ASUU said since the present administration came to power, it has
been trying to meet with President Buhari but not successful.
Chairman of the University Of Calabar Academic Staff Union Of Universities (ASUU), Tony Eyang, has said the union will not back down until its demands are met.
ASUU
commenced a two-week warning strike on Wednesday, November 16, in
protest of the Federal Government's refusal to implement the 2009
Memorandum of Understanding with the Union among other issues.
Speaking to Vanguard on Thursday, Eyang expressed regrets that the Union had to resort to the industrial action.

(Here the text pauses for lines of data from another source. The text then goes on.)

//! The TWAP order record.
//!
//! An [`Order`] splits into a static half fixed at creation and a dynamic half
//! that only the execution engine mutates (slice fills and cancellation).
//! Orders are never deleted.

use serde::{Deserialize, Serialize};

use super::enums::OrderStatus;
use super::ids::{AccountId, AssetId, OrderId};

// ---------------------------------------------------------------------------
// Creation request (caller → registry)
// ---------------------------------------------------------------------------

/// Parameters supplied by the creator of a new order.
#[derive(Debug, Clone, PartialEq, Eq, Serialize, Deserialize)]
pub struct CreateOrder {
    /// Asset sold slice by slice.
    pub input_asset: AssetId,
    /// Asset received.
    pub output_asset: AssetId,
    /// Total input amount to convert (> 0).
    pub total_amount: u128,
    /// Execution window in seconds (> 0).
    pub duration: u64,
    /// Spacing between slices in seconds (> 0, <= `duration`).
    pub interval: u64,
    /// Slippage tolerance in basis points. Stored but not enforced.
    pub max_slippage_bps: u32,
    /// Venue fee tier (hundredths of a basis point, e.g. 3000 = 0.30%).
    pub fee_tier: u32,
}

// ---------------------------------------------------------------------------
// Order
// ---------------------------------------------------------------------------

/// One TWAP commitment.
#[derive(Debug, Clone, PartialEq, Eq, Serialize, Deserialize)]
pub struct Order {
    pub id: OrderId,
    pub creator: AccountId,
    pub input_asset: AssetId,
    pub output_asset: AssetId,
    pub total_amount: u128,
    pub duration: u64,
    pub interval: u64,
    /// `total_amount / total_slices`, floored. The last slice absorbs the
    /// remainder.
    pub slice_size: u128,
    pub max_slippage_bps: u32,
    pub fee_tier: u32,
    pub start_time: u64,

    // -- dynamic --
    pub slices_executed: u64,
    pub next_execution_time: u64,
    /// Cumulative output received across all executed slices.
    pub total_out: u128,
    pub cancelled: bool,
}

impl Order {
    /// Build a fresh order. The first slice is eligible at `start_time`.
    pub fn new(
        id: OrderId,
        creator: AccountId,
        params: CreateOrder,
        slice_size: u128,
        start_time: u64,
    ) -> Self {
        Self {
            id,
            creator,
            input_asset: params.input_asset,
            output_asset: params.output_asset,
            total_amount: params.total_amount,
            duration: params.duration,
            interval: params.interval,
            slice_size,
            max_slippage_bps: params.max_slippage_bps,
            fee_tier: params.fee_tier,
            start_time,
            slices_executed: 0,
            next_execution_time: start_time,
            total_out: 0,
            cancelled: false,
        }
    }

    /// Number of slices the order is split into (`duration / interval`).
    #[inline]
    pub fn total_slices(&self) -> u64 {
        self.duration.checked_div(self.interval).unwrap_or(0)
    }

    /// Last instant at which a slice may still execute.
    #[inline]
    pub fn end_time(&self) -> u64 {
        self.start_time.saturating_add(self.duration)
    }

    /// Current lifecycle state.
    pub fn status(&self) -> OrderStatus {
        if self.cancelled {
            OrderStatus::Cancelled
        } else if self.slices_executed >= self.total_slices() {
            OrderStatus::Completed
        } else {
            OrderStatus::Active
        }
    }

    /// Record one successful slice.
    ///
    /// `total_out` must already be the checked sum of the previous value and
    /// this slice's output.
    pub fn record_fill(&mut self, now: u64, total_out: u128) {
        self.slices_executed += 1;
        self.next_execution_time = now.saturating_add(self.interval);
        self.total_out = total_out;
    }

    /// Mark the order cancelled. Never reverts.
    pub fn mark_cancelled(&mut self) {
        self.cancelled = true;
    }
}

#[cfg(test)]
mod tests {
    use super::*;

    fn sample() -> Order {
        let params = CreateOrder {
            input_asset: "USDC".into(),
            output_asset: "WETH".into(),
            total_amount: 1_000,
            duration: 60,
            interval: 10,
            max_slippage_bps: 50,
            fee_tier: 3000,
        };
        Order::new(OrderId(0), "alice".into(), params, 166, 1_000)
    }

    #[test]
    fn new_order_is_immediately_eligible() {
        let o = sample();
        assert_eq!(o.next_execution_time, o.start_time);
        assert_eq!(o.slices_executed, 0);
        assert_eq!(o.total_out, 0);
        assert_eq!(o.total_slices(), 6);
        assert_eq!(o.end_time(), 1_060);
        assert_eq!(o.status(), OrderStatus::Active);
    }

    #[test]
    fn status_transitions() {
        let mut o = sample();
        for i in 0..6 {
            o.record_fill(1_000 + i * 10, 0);
        }
        assert_eq!(o.status(), OrderStatus::Completed);
        assert!(o.status().is_terminal());

        let mut o = sample();
        o.record_fill(1_000, 5);
        o.mark_cancelled();
        assert_eq!(o.status(), OrderStatus::Cancelled);
    }

    #[test]
    fn record_fill_advances_schedule() {
        let mut o = sample();
        o.record_fill(1_003, 42);
        assert_eq!(o.slices_executed, 1);
        assert_eq!(o.next_execution_time, 1_013);
        assert_eq!(o.total_out, 42);
    }
}
//! Enumerations used throughout the TWAP engine.

use serde::{Deserialize, Serialize};

// ---------------------------------------------------------------------------
// Order lifecycle
// ---------------------------------------------------------------------------

/// Lifecycle state of a TWAP order.
///
/// ```text
/// Active(0) ──► Active(k) ──► … ──► Completed(total_slices)
///    │             │
///    └─────────────┴──────────────► Cancelled
/// ```
///
/// `Completed` and `Cancelled` are terminal. Both stay queryable forever and
/// still allow proceeds withdrawal.
#[derive(Debug, Clone, Copy, PartialEq, Eq, Hash, Serialize, Deserialize)]
#[serde(rename_all = "lowercase")]
pub enum OrderStatus {
    Active,
    Completed,
    Cancelled,
}

impl OrderStatus {
    /// Returns `true` for states no slice can ever be executed from.
    #[inline]
    pub fn is_terminal(self) -> bool {
        !matches!(self, Self::Active)
    }
}

impl std::fmt::Display for OrderStatus {
    fn fmt(&self, f: &mut std::fmt::Formatter<'_>) -> std::fmt::Result {
        match self {
            Self::Active => write!(f, "active"),
            Self::Completed => write!(f, "completed"),
            Self::Cancelled => write!(f, "cancelled"),
        }
    }
}

// ---------------------------------------------------------------------------
// Error classification
// ---------------------------------------------------------------------------

/// How an automated caller should react to a failed engine call.
#[derive(Debug, Clone, Copy, PartialEq, Eq, Hash, Serialize, Deserialize)]
pub enum Disposition {
    /// Not yet eligible; call again once time has passed.
    RetryLater,
    /// Transient failure; may be retried right away (with backoff).
    RetryNow,
    /// The order can never make progress again; stop retrying.
    Terminal,
    /// The request itself was wrong (parameters, permissions, paused).
    Rejected,
}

"We are avowed to our responsibility to
the future of this country; it is regrettable that over and over again
we get to this point but what we have resolved to do is that government
does the needful and we will not surrender even if it means our
embarking on a total and indefinite strike for years."
According to him, the union has made several efforts to meet with President Muhammadu Buhari,
Minister of Education and the National Assembly to present to them a
firsthand view of what is going on in the education sector but their
efforts have been unsuccessful.
He said: "When the present government
came into office, ASUU exercised a lot of patience, a lot of
understating as a form a support to the government and we indicated
intention to have an audience with the President who is the visitor to
all the federal universities, the Minister of Education and the National
Assembly so as to make government see the need to address these pending
issues but that has not been granted up till now."
Eyang
added that the government never showed any commitment to address any of
the issues being agitated by the union including those that do not
involve money like the low subvention to the universities and the
Treasury Single Account, which are stifling the universities and have
turned the lecturers to beggars as salaries are not paid in full for
several months.
"There is a new form
of slavery where university teachers are not given what they are
entitled to which implies that the federal government has unilaterally
reached a decision to reduce the entitlement of academic staff of
universities which of course is against the labour law," Eyang said.
He
said the subventions to the universities have fallen in the past ten
months, which, according to him, has increasingly made the universities
unable to pay the full entitlement of its workers.